EXERCISE: Read through the entries below and copy each line where "OutputDriver" turns up.

Excerpts from a dataset:
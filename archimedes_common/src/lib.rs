//! Archimedes Common Library
//!
//! Shared types for all Archimedes workspace crates: configuration loading,
//! the output-driver contract used by the HAL, per-axis and actuator
//! configuration, and the cut request/phase types exchanged with the
//! operator shell.
//!
//! # Module Structure
//!
//! - [`config`] - Configuration loading traits and the machine configuration root
//! - [`consts`] - Factory defaults of the machine
//! - [`hal`] - Output driver trait, pin types and HAL errors
//! - [`machine`] - Axis, actuator and travel configuration
//! - [`cutter`] - Cut requests and cut job phases
//! - [`prelude`] - Common re-exports for convenience
//!
//! # Usage
//!
//! ```rust
//! use archimedes_common::prelude::*;
//!
//! let config = MachineConfig::default();
//! assert!(config.validate().is_ok());
//! assert_eq!(config.axes.get(AxisId::X).steps_per_revolution, 200);
//! ```

pub mod config;
pub mod consts;
pub mod cutter;
pub mod hal;
pub mod machine;
pub mod prelude;
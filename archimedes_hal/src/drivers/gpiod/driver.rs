//! gpiod driver implementation.

use archimedes_common::consts::GPIO_CONSUMER;
use archimedes_common::hal::config::HalConfig;
use archimedes_common::hal::driver::{DriverDiagnostics, HalError, OutputDriver};
use archimedes_common::hal::types::{Level, PinId};
use gpiod::{Chip, Lines, Options, Output};
use parking_lot::Mutex;
use std::collections::BTreeMap;
use std::sync::atomic::{AtomicU64, Ordering};
use tracing::{debug, info, trace, warn};

/// A requested output line and the offset it was requested at.
struct ClaimedLine {
    offset: u32,
    request: Lines<Output>,
}

/// Output driver over a GPIO character device.
pub struct GpiodDriver {
    /// Requested lines, keyed by header pin.
    lines: Mutex<BTreeMap<PinId, ClaimedLine>>,
    writes: AtomicU64,
    faults: AtomicU64,
}

impl GpiodDriver {
    /// Create a driver with no lines requested.
    pub fn new() -> Self {
        Self {
            lines: Mutex::new(BTreeMap::new()),
            writes: AtomicU64::new(0),
            faults: AtomicU64::new(0),
        }
    }
}

impl Default for GpiodDriver {
    fn default() -> Self {
        Self::new()
    }
}

/// Translate header pins to chip line offsets.
///
/// # Errors
/// `HalError::InitFailed` if a pin has no entry in `line_map` or is listed
/// twice in `pins`.
pub fn resolve_lines(config: &HalConfig, pins: &[PinId]) -> Result<Vec<(PinId, u32)>, HalError> {
    let mut resolved: Vec<(PinId, u32)> = Vec::with_capacity(pins.len());
    for &pin in pins {
        if resolved.iter().any(|&(p, _)| p == pin) {
            return Err(HalError::InitFailed(format!("header pin {pin} claimed twice")));
        }
        let line = config.line_for(pin).ok_or_else(|| {
            HalError::InitFailed(format!(
                "header pin {pin} has no line on {} in hal.line_map",
                config.chip
            ))
        })?;
        resolved.push((pin, line));
    }
    Ok(resolved)
}

impl OutputDriver for GpiodDriver {
    fn name(&self) -> &'static str {
        "gpiod"
    }

    fn version(&self) -> &'static str {
        env!("CARGO_PKG_VERSION")
    }

    fn init(&mut self, config: &HalConfig, pins: &[PinId]) -> Result<(), HalError> {
        let resolved = resolve_lines(config, pins)?;

        let chip = Chip::new(&config.chip)
            .map_err(|e| HalError::InitFailed(format!("open GPIO chip '{}': {e}", config.chip)))?;

        let mut lines = BTreeMap::new();
        for (pin, offset) in resolved {
            let options = Options::output([offset])
                .values([false])
                .consumer(GPIO_CONSUMER);
            let request = chip.request_lines(options).map_err(|e| {
                HalError::InitFailed(format!("request line {offset} (header pin {pin}): {e}"))
            })?;
            debug!(pin, line = offset, "gpio line requested as output");
            lines.insert(pin, ClaimedLine { offset, request });
        }
        *self.lines.lock() = lines;

        info!(
            "gpiod driver initialized on {} with {} output lines",
            config.chip,
            pins.len()
        );
        Ok(())
    }

    fn set_level(&self, pin: PinId, level: Level) -> Result<(), HalError> {
        let mut lines = self.lines.lock();
        let line = lines.get_mut(&pin).ok_or(HalError::PinNotClaimed(pin))?;
        match line.request.set_values([level.is_high()]) {
            Ok(()) => {
                self.writes.fetch_add(1, Ordering::Relaxed);
                trace!(pin, line = line.offset, %level, "gpio write");
                Ok(())
            }
            Err(e) => {
                self.faults.fetch_add(1, Ordering::Relaxed);
                Err(HalError::PortFault {
                    pin,
                    reason: e.to_string(),
                })
            }
        }
    }

    fn shutdown(&self) -> Result<(), HalError> {
        // Dropping a request releases its line back to the kernel.
        let lines = std::mem::take(&mut *self.lines.lock());
        let mut first_error = None;
        for (pin, line) in lines {
            if let Err(e) = line.request.set_values([false]) {
                warn!(pin, line = line.offset, "failed to drive gpio LOW on shutdown: {e}");
                first_error.get_or_insert(HalError::PortFault {
                    pin,
                    reason: e.to_string(),
                });
            }
        }
        first_error.map_or(Ok(()), Err)
    }

    fn diagnostics(&self) -> Option<DriverDiagnostics> {
        Some(DriverDiagnostics {
            writes: self.writes.load(Ordering::Relaxed),
            faults: self.faults.load(Ordering::Relaxed),
            claimed_pins: self.lines.lock().len(),
        })
    }
}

RESPONSE:
use archimedes_common::hal::driver::{DriverDiagnostics, HalError, OutputDriver};
impl OutputDriver for GpiodDriver {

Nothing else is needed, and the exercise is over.